Ver no post seguinte a imagem dessa sessão e a intervenção nela proferida

segunda-feira, 17 de março de 2008

Cruzeiro nas rotas de Vieira

Terminou, no início deste mês de Março, a viagem pela rota marítima que o Padre António Vieira traçou, há quatro séculos, e que o Cruzeiro Histórico Identidade e Cidadania (CHIC) percorreu ao longo de aproximadamente um ano. A expedição marítima está integrada no projecto “ICIPAV.2008 – Identidade e Cidadania: Padre António Vieira 2008”, em associação com o Mestrado em Ciências da Educação, ministrado pelo Departamento de Ciências da Educação da Universidade de Aveiro (UA).

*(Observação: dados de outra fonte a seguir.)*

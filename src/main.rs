use std::error::Error;
use std::path::PathBuf;

use clap::{Parser, ValueEnum};
use log::info;

use landmass::params::{OutputSet, QuantizationMode, TerrainParameters};
use landmass::pipeline::generate;

#[derive(Clone, Copy, Debug, ValueEnum)]
enum OutputArg {
    NoiseMap,
    ColourMap,
    Mesh,
    All,
}

impl From<OutputArg> for OutputSet {
    fn from(arg: OutputArg) -> Self {
        match arg {
            OutputArg::NoiseMap => OutputSet::NoiseMap,
            OutputArg::ColourMap => OutputSet::ColourMap,
            OutputArg::Mesh => OutputSet::Mesh,
            OutputArg::All => OutputSet::All,
        }
    }
}

#[derive(Parser, Debug)]
#[command(name = "landmass")]
#[command(about = "Generate a procedural landmass and write preview bitmaps")]
struct Args {
    /// JSON parameter file (missing fields use defaults)
    #[arg(short, long)]
    config: Option<PathBuf>,

    /// Random seed (overrides the config file)
    #[arg(short, long)]
    seed: Option<i64>,

    /// Width of the map in cells
    #[arg(short = 'W', long)]
    width: Option<usize>,

    /// Height of the map in cells
    #[arg(short = 'H', long)]
    height: Option<usize>,

    /// Number of colour/elevation bands
    #[arg(short, long)]
    bands: Option<usize>,

    /// Snap mesh heights to their band threshold
    #[arg(long)]
    stepped: bool,

    /// Use the noise and block sliders instead of the default preset
    #[arg(long)]
    no_defaults: bool,

    /// Which artifacts to produce
    #[arg(short, long, value_enum, default_value = "all")]
    output: OutputArg,

    /// Directory for the PNG previews
    #[arg(long, default_value = ".")]
    out_dir: PathBuf,

    /// Print the effective parameters as JSON and exit
    #[arg(long)]
    dump_config: bool,
}

fn main() -> Result<(), Box<dyn Error>> {
    env_logger::Builder::from_env(env_logger::Env::default().default_filter_or("info")).init();
    let args = Args::parse();

    let mut params = match &args.config {
        Some(path) => TerrainParameters::from_json_file(path)?,
        None => TerrainParameters::default(),
    };
    if let Some(seed) = args.seed {
        params.seed = seed;
    }
    if let Some(width) = args.width {
        params.width = width;
    }
    if let Some(height) = args.height {
        params.height = height;
    }
    if let Some(bands) = args.bands {
        params.region_band_count = bands;
    }
    if args.stepped {
        params.quantization_mode = QuantizationMode::Stepped;
    }
    if args.no_defaults {
        params.use_defaults = false;
    }

    if args.dump_config {
        println!("{}", params.to_json_string()?);
        return Ok(());
    }

    let outputs = OutputSet::from(args.output);
    println!("Generating landmass with seed: {}", params.seed);
    println!("Map size: {}x{}", params.width, params.height);

    let artifacts = generate(&params, outputs)?;
    std::fs::create_dir_all(&args.out_dir)?;

    if let Some(img) = &artifacts.noise_bitmap {
        let path = args.out_dir.join("noise_map.png");
        img.save(&path)?;
        info!("wrote {}", path.display());
    }
    if let Some(img) = &artifacts.colour_bitmap {
        let path = args.out_dir.join("colour_map.png");
        img.save(&path)?;
        info!("wrote {}", path.display());
    }
    if let Some(regions) = &artifacts.regions {
        println!("Regions: {:?}", regions.thresholds());
    }
    if let Some(mesh) = &artifacts.mesh {
        println!(
            "Mesh: {} vertices, {} triangles",
            mesh.vertex_count(),
            mesh.triangle_count()
        );
        if let Some((lo, hi)) = mesh.bounds() {
            println!("Mesh height range: {:.3} to {:.3}", lo.y, hi.y);
        }
    }

    Ok(())
}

A coordenação do projecto, a cargo Abreu Freire, faz parte da programação comemorativa do Ano Vieirino (os 400 anos do nascimento de António Vieira foram assinalados a 6 de Fevereiro). Tal como recorda a UA em comunicado, o CHIC largou, a 17 de Março de 2007, de Aveiro em direcção aos caminhos marítimo percorridos por António Vieira, um dos maiores escritores de língua portuguesa.

Numa primeira fase, com quatro tripulantes a bordo, o CHIC atravessou o Atlântico rumo ao Brasil. A 21 de Março chegou à ilha da Madeira e, a 1 de Abril, a Cabo Verde de onde partiu, a 12, para atravessar a linha do Equador (21 de Abril). A chegada a São Salvador da Bahia deu-se a 30 desse mês, 43 dias depois de abandonar Aveiro.

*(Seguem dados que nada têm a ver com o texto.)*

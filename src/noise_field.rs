use log::debug;
use noise::{NoiseFn, Perlin};
use rayon::prelude::*;

use crate::error::{Result, TerrainError};
use crate::grid::{checked_area, HeightField};
use crate::params::{TerrainParameters, MIN_NOISE_SCALE};
use crate::seeds::{permutation_seed, OctaveOffsets};

// =============================================================================
// NOISE SETTINGS
// =============================================================================

/// Height of every cell when the raw field has no contrast to normalize
/// (zero octaves, or a single cell).
pub const FLAT_HEIGHT: f32 = 0.0;

/// Parameters for fractal noise synthesis
#[derive(Clone, Debug, PartialEq)]
pub struct NoiseSettings {
    pub seed: i64,
    /// Zoom of the pattern (lower = larger features)
    pub scale: f32,
    /// Number of noise octaves
    pub octaves: u32,
    /// Amplitude decay per octave (0.0-1.0)
    pub persistence: f32,
    /// Frequency multiplier per octave
    pub lacunarity: f32,
    /// Pan applied to every octave
    pub offset: (f32, f32),
}

impl NoiseSettings {
    pub fn from_params(params: &TerrainParameters) -> Self {
        Self {
            seed: params.seed,
            scale: params.noise_scale,
            octaves: params.octaves,
            persistence: params.persistence,
            lacunarity: params.lacunarity,
            offset: params.offset,
        }
    }
}

impl Default for NoiseSettings {
    fn default() -> Self {
        Self {
            seed: 0,
            scale: 50.0,
            octaves: 4,
            persistence: 0.5,
            lacunarity: 2.0,
            offset: (0.0, 0.0),
        }
    }
}

// =============================================================================
// GENERATION
// =============================================================================

/// Generate a fractal height field normalized to [0, 1].
///
/// Octave `k` samples Perlin noise at frequency `lacunarity^k` with amplitude
/// `persistence^k`, around the centre of the map so that changing the scale
/// zooms in place. The summed field is remapped by its global min/max, which
/// keeps the relative contrast between distant cells intact.
pub fn generate_noise_field(
    width: usize,
    height: usize,
    settings: &NoiseSettings,
) -> Result<HeightField> {
    if checked_area(width, height).is_none() {
        return Err(TerrainError::InvalidDimensions { width, height });
    }

    let raw = accumulate_octaves(width, height, settings);
    Ok(normalize_global(raw))
}

/// Sum all octaves into an unnormalized grid. Rows are independent, so they
/// are filled in parallel; each cell's octave sum runs in a fixed order.
fn accumulate_octaves(width: usize, height: usize, settings: &NoiseSettings) -> HeightField {
    let scale = settings.scale.max(MIN_NOISE_SCALE) as f64;
    let persistence = settings.persistence as f64;
    let lacunarity = settings.lacunarity as f64;
    let perlin = Perlin::new(permutation_seed(settings.seed));
    let offsets = OctaveOffsets::new(settings.seed, settings.octaves, settings.offset);

    let half_w = width as f64 / 2.0;
    let half_h = height as f64 / 2.0;

    let mut raw = HeightField::new_with(width, height, 0.0f32);
    raw.as_mut_slice()
        .par_chunks_mut(width)
        .enumerate()
        .for_each(|(y, row)| {
            for (x, cell) in row.iter_mut().enumerate() {
                let mut amplitude = 1.0;
                let mut frequency = 1.0;
                let mut total = 0.0;

                for &(ox, oy) in offsets.iter() {
                    let sx = (x as f64 - half_w) / scale * frequency + ox;
                    let sy = (y as f64 - half_h) / scale * frequency + oy;
                    total += perlin.get([sx, sy]) * amplitude;

                    amplitude *= persistence;
                    frequency *= lacunarity;
                }

                *cell = total as f32;
            }
        });

    raw
}

/// Remap every cell by the global min/max of the whole grid.
fn normalize_global(mut field: HeightField) -> HeightField {
    // min/max are associative and commutative, so the parallel reduce is
    // independent of how rayon splits the work.
    let (min_val, max_val) = field
        .as_slice()
        .par_iter()
        .fold(
            || (f32::MAX, f32::MIN),
            |(lo, hi), &v| (lo.min(v), hi.max(v)),
        )
        .reduce(
            || (f32::MAX, f32::MIN),
            |(lo1, hi1), (lo2, hi2)| (lo1.min(lo2), hi1.max(hi2)),
        );

    let range = max_val - min_val;
    if !(range > 0.0) {
        debug!("noise field has no contrast, flattening to {}", FLAT_HEIGHT);
        field.fill(FLAT_HEIGHT);
        return field;
    }

    field
        .as_mut_slice()
        .par_iter_mut()
        .for_each(|v| *v = ((*v - min_val) / range).clamp(0.0, 1.0));
    field
}

#[cfg(test)]
mod tests {
    use super::*;

    fn settings(seed: i64, octaves: u32) -> NoiseSettings {
        NoiseSettings {
            seed,
            octaves,
            scale: 13.7,
            ..Default::default()
        }
    }

    #[test]
    fn test_deterministic() {
        let a = generate_noise_field(48, 32, &settings(42, 5)).unwrap();
        let b = generate_noise_field(48, 32, &settings(42, 5)).unwrap();
        assert_eq!(a.as_slice(), b.as_slice());
    }

    #[test]
    fn test_seed_changes_field() {
        let a = generate_noise_field(32, 32, &settings(1, 4)).unwrap();
        let b = generate_noise_field(32, 32, &settings(2, 4)).unwrap();
        assert_ne!(a.as_slice(), b.as_slice());
    }

    #[test]
    fn test_normalized_to_full_range() {
        let field = generate_noise_field(64, 64, &settings(7, 4)).unwrap();
        let (lo, hi) = field.min_max().unwrap();
        assert_eq!(lo, 0.0);
        assert_eq!(hi, 1.0);
        assert!(field.as_slice().iter().all(|v| (0.0..=1.0).contains(v)));
    }

    #[test]
    fn test_zero_octaves_is_flat() {
        let field = generate_noise_field(4, 4, &settings(7, 0)).unwrap();
        assert!(field.as_slice().iter().all(|&v| v == FLAT_HEIGHT));
    }

    #[test]
    fn test_single_cell_is_flat() {
        let field = generate_noise_field(1, 1, &settings(7, 3)).unwrap();
        assert_eq!(field.as_slice(), &[FLAT_HEIGHT]);
    }

    #[test]
    fn test_zero_scale_does_not_blow_up() {
        let s = NoiseSettings { scale: 0.0, ..settings(3, 3) };
        let field = generate_noise_field(16, 16, &s).unwrap();
        assert!(field.as_slice().iter().all(|v| v.is_finite()));
    }

    #[test]
    fn test_invalid_dimensions() {
        assert!(matches!(
            generate_noise_field(0, 5, &settings(1, 1)),
            Err(TerrainError::InvalidDimensions { width: 0, height: 5 })
        ));
    }

    #[test]
    fn test_offset_pans_pattern() {
        // At scale 2 a pan of one sample unit is two columns.
        let base = NoiseSettings { scale: 2.0, octaves: 1, ..Default::default() };
        let panned = NoiseSettings { offset: (1.0, 0.0), ..base.clone() };
        let a = accumulate_octaves(8, 4, &base);
        let b = accumulate_octaves(8, 4, &panned);
        for y in 0..4 {
            for x in 0..6 {
                assert!((a.get(x + 2, y) - b.get(x, y)).abs() < 1e-5);
            }
        }
    }
}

A segunda fase da jornada reconstituiu o percurso de Vieira no Brasil (Recife, 27 de Julho, Ceará, 18 de Agosto e 16 dias depois, Camocim. A viagem prosseguiu por São Luís do Maranhão e Belém do Pará).A viagem foi registada por dois tripulantes, profissionais do audiovisual, para edição breve em formato de cinema, televisão e multimédia. No blogue do projecto, Abreu Freire descreveu os passos do CHIC, construindo o “Dário de Bordo”.

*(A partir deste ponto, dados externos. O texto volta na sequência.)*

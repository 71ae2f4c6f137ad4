//! "Newest request wins" bookkeeping for interactive callers.
//!
//! An editor that regenerates on every parameter change can have several
//! generations in flight. Each request takes a ticket; a finished result is
//! only accepted if no newer ticket has been issued since, so superseded
//! results are dropped instead of being shown over (or merged with) newer ones.

use std::sync::atomic::{AtomicU64, Ordering};

use log::debug;

use crate::error::Result;
use crate::params::{OutputSet, TerrainParameters};
use crate::pipeline::{generate, TerrainArtifacts};

/// Identifies one regeneration request.
#[derive(Clone, Copy, Debug, PartialEq, Eq, PartialOrd, Ord, Hash)]
pub struct Ticket(u64);

#[derive(Debug, Default)]
pub struct RegenerationGate {
    latest: AtomicU64,
}

impl RegenerationGate {
    pub fn new() -> Self {
        Self::default()
    }

    /// Start a new request, superseding every earlier ticket.
    pub fn begin(&self) -> Ticket {
        Ticket(self.latest.fetch_add(1, Ordering::AcqRel) + 1)
    }

    pub fn is_current(&self, ticket: Ticket) -> bool {
        self.latest.load(Ordering::Acquire) == ticket.0
    }

    /// Pass `result` through only if `ticket` is still the newest request.
    pub fn accept<T>(&self, ticket: Ticket, result: T) -> Option<T> {
        if self.is_current(ticket) {
            Some(result)
        } else {
            debug!("discarding superseded generation {:?}", ticket);
            None
        }
    }

    /// Take a ticket, run the pipeline, and keep the result only if nothing
    /// newer started meanwhile. `Ok(None)` means the result was superseded.
    pub fn run(&self, params: &TerrainParameters, outputs: OutputSet) -> Result<Option<TerrainArtifacts>> {
        let ticket = self.begin();
        let artifacts = generate(params, outputs)?;
        Ok(self.accept(ticket, artifacts))
    }
}

#[cfg(test)]
mod tests {
    use super::*;

    #[test]
    fn test_newest_ticket_wins() {
        let gate = RegenerationGate::new();
        let first = gate.begin();
        let second = gate.begin();
        assert!(second > first);
        assert_eq!(gate.accept(first, "old"), None);
        assert_eq!(gate.accept(second, "new"), Some("new"));
    }

    #[test]
    fn test_run_without_contention_accepts() {
        let gate = RegenerationGate::new();
        let params = TerrainParameters { width: 8, height: 8, ..Default::default() };
        let result = gate.run(&params, OutputSet::NoiseMap).unwrap();
        assert!(result.is_some());
    }

    #[test]
    fn test_concurrent_begin_is_unique() {
        let gate = std::sync::Arc::new(RegenerationGate::new());
        let handles: Vec<_> = (0..8)
            .map(|_| {
                let gate = gate.clone();
                std::thread::spawn(move || (0..100).map(|_| gate.begin()).collect::<Vec<_>>())
            })
            .collect();
        let mut all: Vec<Ticket> = handles.into_iter().flat_map(|h| h.join().unwrap()).collect();
        all.sort();
        all.dedup();
        assert_eq!(all.len(), 800);
    }
}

Em http://www.ua.pt/vieira2008/ pode ler-se “A viagem de regresso começou a 30 de Outubro, fazendo escala em diversas ilhas das Caraíbas. Martinique a 10 de Novembro, Guadeloupe no dia 20, Barbuda e Antígua nos dias seguintes. Em Saint Martin, alguns dias de reparações e largada a 6 de Dezembro. Uma violenta tempestade tropical fez “capotar" o CHIC e obrigou a uma nova paragem forçada em Hamilton nas Bermudas. Depois de escalar nos Açores, chegou a Oeiras, de onde o padre António Vieira partia no seu tempo. Mais uma paragem em Peniche e regressou às águas calmas da Ria de Aveiro, completando quase um ano de viagem pelas rotas de Vieira”.

Apesar de todos os contratempos vividos durante o ano de navegação, o veleiro CHIC espalhou, com êxito, a palavra de António Vieira pelo Atlântico. É desta forma que o mentor do projecto sintetiza a experiência: “Pelo longo roteiro desta viagem encontrámos paisagens deslumbrantes, no mar como na terra, florestas e desertos, (…) grandes cidades e aldeias remotas, e sobretudo seres humanos maravilhosos com quem partilhámos as nossas paixões e o nosso vinho. Valeu a pena percorrer estes espaços de um dos maiores portugueses de sempre, para melhor entendermos a sua mensagem, para dar a conhecer a todos quantos hoje se apaixonam pela nossa língua a grandeza inimitável do seu poder de crítica construtiva, do seu patriotismo, da sua visão optimista de um futuro grandioso para todos os que falam português, o que tarda a acontecer”.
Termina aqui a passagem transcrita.